*DESCRIPTION OF THE TASK*
Reproduce word for word the lines between those holding "pub fn seed_menu()" and "assert_eq!(menu.len(), 57);", inclusive, and nothing else from the data below.

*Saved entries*
______________________________
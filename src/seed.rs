//! Initial data for a fresh install: the house menu and the founding staff.

use crate::models::{Employee, EmployeeStatus, MenuItem};

const IMAGE_BASE: &str = "https://images.unsplash.com/photo-";
const IMAGE_PARAMS: &str = "?w=300&h=200&fit=crop&crop=center";

// (id, name, category, price, description, photo)
const MENU: &[(i64, &str, &str, f64, &str, &str)] = &[
    (1, "Chicken Curry Khausa", "Curry Khausay", 450.0, "Delicious chicken curry khausa with authentic spices", "1563379091339-03246963d4a9"),
    (2, "Extra Noodles", "Curry Khausay", 100.0, "Additional noodles for curry khausa", "1569718212165-3a8278d5f624"),
    (3, "Extra Curry", "Curry Khausay", 50.0, "Extra curry sauce", "1565557623262-b51c2513a641"),
    (4, "Extra Slims/Papdi", "Curry Khausay", 40.0, "Additional slims or papdi", "1603133872878-684f208fb84b"),
    (5, "Chicken Curry Khausa Parcel", "Curry Khausay", 500.0, "Chicken curry khausa for takeaway with extra slims/papdi", "1563379091339-03246963d4a9"),
    (6, "Special Pav Bhaji", "Pav Bhaji", 400.0, "Traditional pav bhaji with butter and spices", "1603133872878-684f208fb84b"),
    (7, "Special Cheese Pav Bhaji", "Pav Bhaji", 550.0, "Pav bhaji topped with melted cheese", "1569718212165-3a8278d5f624"),
    (8, "Extra Pav (Single)", "Pav Bhaji", 40.0, "One additional pav bread", "1603133872878-684f208fb84b"),
    (9, "Extra Pav (3)", "Pav Bhaji", 100.0, "Three additional pav breads", "1603133872878-684f208fb84b"),
    (10, "Idli Sambhar (3PC)", "Idli Sambhar", 300.0, "3 pieces of idli with sambhar (Friday-Saturday-Sunday)", "1565557623262-b51c2513a641"),
    (11, "Vada Pav", "Idli Sambhar", 150.0, "Vada pav (Sunday only)", "1569718212165-3a8278d5f624"),
    (12, "Dhokri (200g)", "Idli Sambhar", 300.0, "Dhokri served with chutney (Sunday only)", "1603133872878-684f208fb84b"),
    (13, "Special Chicken Cheese Grilled Sandwich (Mega)", "Sandwich", 600.0, "Large grilled sandwich with chicken and cheese", "1528735602780-2552fd46c7af"),
    (14, "Special Chicken Grilled Sandwich (Mega)", "Sandwich", 500.0, "Large grilled chicken sandwich", "1528735602780-2552fd46c7af"),
    (15, "Chicken Cheese Grilled Sandwich (Small)", "Sandwich", 450.0, "Small grilled sandwich with chicken and cheese", "1528735602780-2552fd46c7af"),
    (16, "Chicken Grilled Sandwich (Small)", "Sandwich", 400.0, "Small grilled chicken sandwich", "1528735602780-2552fd46c7af"),
    (17, "Aalu Masala", "Sandwich", 180.0, "Potato masala sandwich", "1528735602780-2552fd46c7af"),
    (18, "Plain Fries (Small)", "Fries", 160.0, "Small portion of plain fries", "1573080496219-bb080dd4f877"),
    (19, "Plain Fries (Large)", "Fries", 280.0, "Large portion of plain fries", "1573080496219-bb080dd4f877"),
    (20, "Masala Fries (Small)", "Fries", 160.0, "Small portion of masala fries", "1573080496219-bb080dd4f877"),
    (21, "Masala Fries (Large)", "Fries", 280.0, "Large portion of masala fries", "1573080496219-bb080dd4f877"),
    (22, "BBQ Masala Fries (Small)", "Fries", 170.0, "Small portion of BBQ masala fries", "1573080496219-bb080dd4f877"),
    (23, "BBQ Masala Fries (Large)", "Fries", 290.0, "Large portion of BBQ masala fries", "1573080496219-bb080dd4f877"),
    (24, "Chipotle Masala Fries (Small)", "Fries", 170.0, "Small portion of chipotle masala fries", "1573080496219-bb080dd4f877"),
    (25, "Chipotle Masala Fries (Large)", "Fries", 290.0, "Large portion of chipotle masala fries", "1573080496219-bb080dd4f877"),
    (26, "Schezwan Chicken Chowmein", "Chowmein", 450.0, "Spicy schezwan chicken chowmein", "1569718212165-3a8278d5f624"),
    (27, "Schezwan Vegetable Chowmein", "Chowmein", 350.0, "Spicy schezwan vegetable chowmein", "1569718212165-3a8278d5f624"),
    (28, "Hakka Chicken Chowmein", "Chowmein", 450.0, "Traditional hakka chicken chowmein", "1569718212165-3a8278d5f624"),
    (29, "Hakka Vegetable Chowmein", "Chowmein", 350.0, "Traditional hakka vegetable chowmein", "1569718212165-3a8278d5f624"),
    (30, "Bhel Puri", "Chaat", 250.0, "Crispy bhel puri with chutneys", "1603133872878-684f208fb84b"),
    (31, "FS Special Chana Chaat", "Chaat", 250.0, "Freshmade special chana chaat", "1603133872878-684f208fb84b"),
    (32, "Pani Puri (6)", "Chaat", 120.0, "6 pieces of pani puri", "1603133872878-684f208fb84b"),
    (33, "Pani Puri (12)", "Chaat", 240.0, "12 pieces of pani puri", "1603133872878-684f208fb84b"),
    (34, "Pani Puri Parcel (Min 1 Dozen)", "Chaat", 250.0, "Pani puri for parcel minimum 12 pieces", "1603133872878-684f208fb84b"),
    (35, "Dahi Puri", "Chaat", 250.0, "Dahi puri with yogurt and chutneys", "1603133872878-684f208fb84b"),
    (36, "Extra Pani", "Chaat", 50.0, "Extra pani for pani puri", "1603133872878-684f208fb84b"),
    (37, "Extra Papdi", "Chaat", 20.0, "Extra papdi for chaat", "1603133872878-684f208fb84b"),
    (38, "Laal (Khatay) Aalu", "Chaat", 170.0, "Spicy red potato chaat", "1603133872878-684f208fb84b"),
    (39, "Masala Dosa", "Dosa", 350.0, "Traditional masala dosa with potato filling", "1565557623262-b51c2513a641"),
    (40, "Masala Dosa With Cheese", "Dosa", 450.0, "Masala dosa topped with cheese", "1565557623262-b51c2513a641"),
    (41, "Chicken Dosa", "Dosa", 500.0, "Dosa filled with chicken masala", "1565557623262-b51c2513a641"),
    (42, "Chicken Dosa with Cheese", "Dosa", 550.0, "Chicken dosa topped with cheese", "1565557623262-b51c2513a641"),
    (43, "Mysore Dosa", "Dosa", 400.0, "Mysore style dosa with spicy chutney", "1565557623262-b51c2513a641"),
    (44, "Mysore Dosa with Cheese", "Dosa", 500.0, "Mysore dosa topped with cheese", "1565557623262-b51c2513a641"),
    (45, "Uttapam", "Dosa", 400.0, "Thick dosa with vegetables", "1565557623262-b51c2513a641"),
    (46, "Chicken Uttapam", "Dosa", 500.0, "Uttapam with chicken", "1565557623262-b51c2513a641"),
    (47, "Chicken Cheese Uttapam", "Dosa", 550.0, "Uttapam with chicken and cheese", "1565557623262-b51c2513a641"),
    (48, "Paper Dosa", "Dosa", 250.0, "Crispy paper thin dosa", "1565557623262-b51c2513a641"),
    (49, "Butter Dosa", "Dosa", 280.0, "Dosa with butter", "1565557623262-b51c2513a641"),
    (50, "Cheese Paper Dosa", "Dosa", 320.0, "Paper dosa with cheese", "1565557623262-b51c2513a641"),
    (51, "Buttery Sweet Corn", "Sweet Corn", 250.0, "Sweet corn with butter", "1573080496219-bb080dd4f877"),
    (52, "BBQ Sweet Corn", "Sweet Corn", 250.0, "Sweet corn with BBQ seasoning", "1573080496219-bb080dd4f877"),
    (53, "Masala Sweet Corn", "Sweet Corn", 250.0, "Sweet corn with masala spices", "1573080496219-bb080dd4f877"),
    (54, "Chipotle Sweet Corn", "Sweet Corn", 250.0, "Sweet corn with chipotle seasoning", "1573080496219-bb080dd4f877"),
    (55, "Black Pepper Sweet Corn", "Sweet Corn", 250.0, "Sweet corn with black pepper", "1573080496219-bb080dd4f877"),
    (56, "Vegetable Pasta", "Pasta", 350.0, "Pasta with fresh vegetables", "1569718212165-3a8278d5f624"),
    (57, "Chicken Veg Pasta", "Pasta", 450.0, "Pasta with chicken and vegetables", "1569718212165-3a8278d5f624"),
];

pub fn seed_menu() -> Vec<MenuItem> {
    MENU.iter()
        .map(|&(id, name, category, price, description, photo)| MenuItem {
            id,
            name: name.to_string(),
            category: category.to_string(),
            price,
            description: description.to_string(),
            available: true,
            image: Some(format!("{IMAGE_BASE}{photo}{IMAGE_PARAMS}")),
        })
        .collect()
}

pub fn seed_employees() -> Vec<Employee> {
    [
        (1, "John Smith", "Chef", "john.smith@restaurant.com", "+1-555-0123", 3500.0, "2023-01-15"),
        (2, "Sarah Johnson", "Waitress", "sarah.johnson@restaurant.com", "+1-555-0124", 2200.0, "2023-02-20"),
        (3, "Mike Davis", "Manager", "mike.davis@restaurant.com", "+1-555-0125", 4500.0, "2022-11-10"),
        (4, "Lisa Wilson", "Cashier", "lisa.wilson@restaurant.com", "+1-555-0126", 2000.0, "2023-03-05"),
    ]
    .into_iter()
    .map(|(id, name, position, email, phone, salary, hire_date)| Employee {
        id,
        name: name.to_string(),
        position: position.to_string(),
        email: email.to_string(),
        phone: phone.to_string(),
        salary,
        hire_date: hire_date.to_string(),
        status: EmployeeStatus::Active,
    })
    .collect()
}

#[cfg(test)]
mod tests {
    use super::*;
    use std::collections::HashSet;

    #[test]
    fn seed_menu_has_unique_ids_across_ten_categories() {
        let menu = seed_menu();
        assert_eq!(menu.len(), 57);

        let ids: HashSet<i64> = menu.iter().map(|item| item.id).collect();
        assert_eq!(ids.len(), menu.len());

        let categories: HashSet<&str> = menu.iter().map(|item| item.category.as_str()).collect();
        assert_eq!(categories.len(), 10);
        assert!(menu.iter().all(|item| item.available && item.price > 0.0));
    }

    #[test]
    fn seed_employees_are_active() {
        let employees = seed_employees();
        assert_eq!(employees.len(), 4);
        assert!(employees.iter().all(|e| e.status == EmployeeStatus::Active));
    }
}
______________________________
*SOLUTION TO THE PROBLEM*
pub fn seed_menu() -> Vec<MenuItem> {
    MENU.iter()
        .map(|&(id, name, category, price, description, photo)| MenuItem {
            id,
            name: name.to_string(),
            category: category.to_string(),
            price,
            description: description.to_string(),
            available: true,
            image: Some(format!("{IMAGE_BASE}{photo}{IMAGE_PARAMS}")),
        })
        .collect()
}

pub fn seed_employees() -> Vec<Employee> {
    [
        (1, "John Smith", "Chef", "john.smith@restaurant.com", "+1-555-0123", 3500.0, "2023-01-15"),
        (2, "Sarah Johnson", "Waitress", "sarah.johnson@restaurant.com", "+1-555-0124", 2200.0, "2023-02-20"),
        (3, "Mike Davis", "Manager", "mike.davis@restaurant.com", "+1-555-0125", 4500.0, "2022-11-10"),
        (4, "Lisa Wilson", "Cashier", "lisa.wilson@restaurant.com", "+1-555-0126", 2000.0, "2023-03-05"),
    ]
    .into_iter()
    .map(|(id, name, position, email, phone, salary, hire_date)| Employee {
        id,
        name: name.to_string(),
        position: position.to_string(),
        email: email.to_string(),
        phone: phone.to_string(),
        salary,
        hire_date: hire_date.to_string(),
        status: EmployeeStatus::Active,
    })
    .collect()
}

#[cfg(test)]
mod tests {
    use super::*;
    use std::collections::HashSet;

    #[test]
    fn seed_menu_has_unique_ids_across_ten_categories() {
        let menu = seed_menu();
        assert_eq!(menu.len(), 57);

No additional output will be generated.